ABOUT THIS EXERCISE
Find and copy the lines in the records beneath this task that contain the word "Recovery".

DATA EXTRACT
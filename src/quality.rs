//! Controller state to advertised clock quality.
//!
//! Pure mapping per IEEE 1588-2019 Tables 5-6. The emitter consumes the
//! result as a snapshot; nothing here mutates state, so an Announce can never
//! advertise a reference better than the controller's current state.

use crate::holdover::ControllerState;
use crate::ptp::ClockQuality;

// clockAccuracy codes
const ACC_25NS: u8 = 0x21;
const ACC_1MS: u8 = 0x27;
const ACC_250MS: u8 = 0x31;
const ACC_1S: u8 = 0x32;
const ACC_UNKNOWN: u8 = 0xFE;

/// Reference conditions backing a LOCKED state.
#[derive(Debug, Clone, Copy, Default)]
pub struct ReferenceInfo {
    pub pps_present: bool,
    pub sat_count: u8,
}

pub fn map_clock_quality(
    state: ControllerState,
    holdover_elapsed_s: u64,
    degrade_secs: u64,
    reference: ReferenceInfo,
) -> ClockQuality {
    match state {
        ControllerState::Locked => {
            if reference.pps_present && reference.sat_count >= 4 {
                ClockQuality {
                    clock_class: 6,
                    clock_accuracy: ACC_25NS,
                    offset_scaled_log_variance: 0x4E00,
                }
            } else if reference.sat_count >= 3 {
                // ToD only: second labels are good, edge phase is not.
                ClockQuality {
                    clock_class: 6,
                    clock_accuracy: ACC_1MS,
                    offset_scaled_log_variance: 0x5A00,
                }
            } else {
                // Locked on a fix too thin to license either class-6 row.
                ClockQuality {
                    clock_class: 248,
                    clock_accuracy: ACC_UNKNOWN,
                    offset_scaled_log_variance: 0xFFFF,
                }
            }
        }
        ControllerState::Holdover => {
            if holdover_elapsed_s < degrade_secs {
                ClockQuality {
                    clock_class: 7,
                    clock_accuracy: ACC_250MS,
                    offset_scaled_log_variance: 0x7000,
                }
            } else {
                ClockQuality {
                    clock_class: 187,
                    clock_accuracy: ACC_1S,
                    offset_scaled_log_variance: 0x8000,
                }
            }
        }
        ControllerState::None | ControllerState::Recovery => ClockQuality {
            clock_class: 248,
            clock_accuracy: ACC_UNKNOWN,
            offset_scaled_log_variance: 0xFFFF,
        },
    }
}

#[cfg(test)]
mod tests {
    use super::*;

    fn gps_fix() -> ReferenceInfo {
        ReferenceInfo {
            pps_present: true,
            sat_count: 8,
        }
    }

    #[test]
    fn test_locked_with_pps_and_sats() {
        let q = map_clock_quality(ControllerState::Locked, 0, 3600, gps_fix());
        assert_eq!(q.clock_class, 6);
        assert_eq!(q.clock_accuracy, 0x21);
        assert_eq!(q.offset_scaled_log_variance, 0x4E00);
    }

    #[test]
    fn test_locked_tod_only() {
        let reference = ReferenceInfo {
            pps_present: false,
            sat_count: 3,
        };
        let q = map_clock_quality(ControllerState::Locked, 0, 3600, reference);
        assert_eq!(q.clock_class, 6);
        assert_eq!(q.clock_accuracy, 0x27);
        assert_eq!(q.offset_scaled_log_variance, 0x5A00);
    }

    #[test]
    fn test_locked_with_too_few_satellites_claims_nothing() {
        // Neither class-6 row is licensed below 3 satellites, with or
        // without a PPS edge stream.
        for (pps, sats) in [(false, 0), (false, 2), (true, 2), (true, 0)] {
            let reference = ReferenceInfo {
                pps_present: pps,
                sat_count: sats,
            };
            let q = map_clock_quality(ControllerState::Locked, 0, 3600, reference);
            assert_eq!(
                (q.clock_class, q.clock_accuracy, q.offset_scaled_log_variance),
                (248, 0xFE, 0xFFFF),
                "pps={} sats={}",
                pps,
                sats
            );
        }
    }

    #[test]
    fn test_holdover_fresh_and_degraded() {
        let q = map_clock_quality(ControllerState::Holdover, 600, 3600, gps_fix());
        assert_eq!((q.clock_class, q.clock_accuracy), (7, 0x31));
        assert_eq!(q.offset_scaled_log_variance, 0x7000);

        let q = map_clock_quality(ControllerState::Holdover, 3601, 3600, gps_fix());
        assert_eq!((q.clock_class, q.clock_accuracy), (187, 0x32));
        assert_eq!(q.offset_scaled_log_variance, 0x8000);
    }

    #[test]
    fn test_boundary_at_degrade_threshold() {
        let q = map_clock_quality(ControllerState::Holdover, 3599, 3600, gps_fix());
        assert_eq!(q.clock_class, 7);
        let q = map_clock_quality(ControllerState::Holdover, 3600, 3600, gps_fix());
        assert_eq!(q.clock_class, 187);
    }

    #[test]
    fn test_never_locked() {
        for state in [ControllerState::None, ControllerState::Recovery] {
            let q = map_clock_quality(state, 0, 3600, ReferenceInfo::default());
            assert_eq!(q.clock_class, 248);
            assert_eq!(q.clock_accuracy, 0xFE);
            assert_eq!(q.offset_scaled_log_variance, 0xFFFF);
        }
    }
}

THE ANSWER
        ControllerState::None | ControllerState::Recovery => ClockQuality {
        for state in [ControllerState::None, ControllerState::Recovery] {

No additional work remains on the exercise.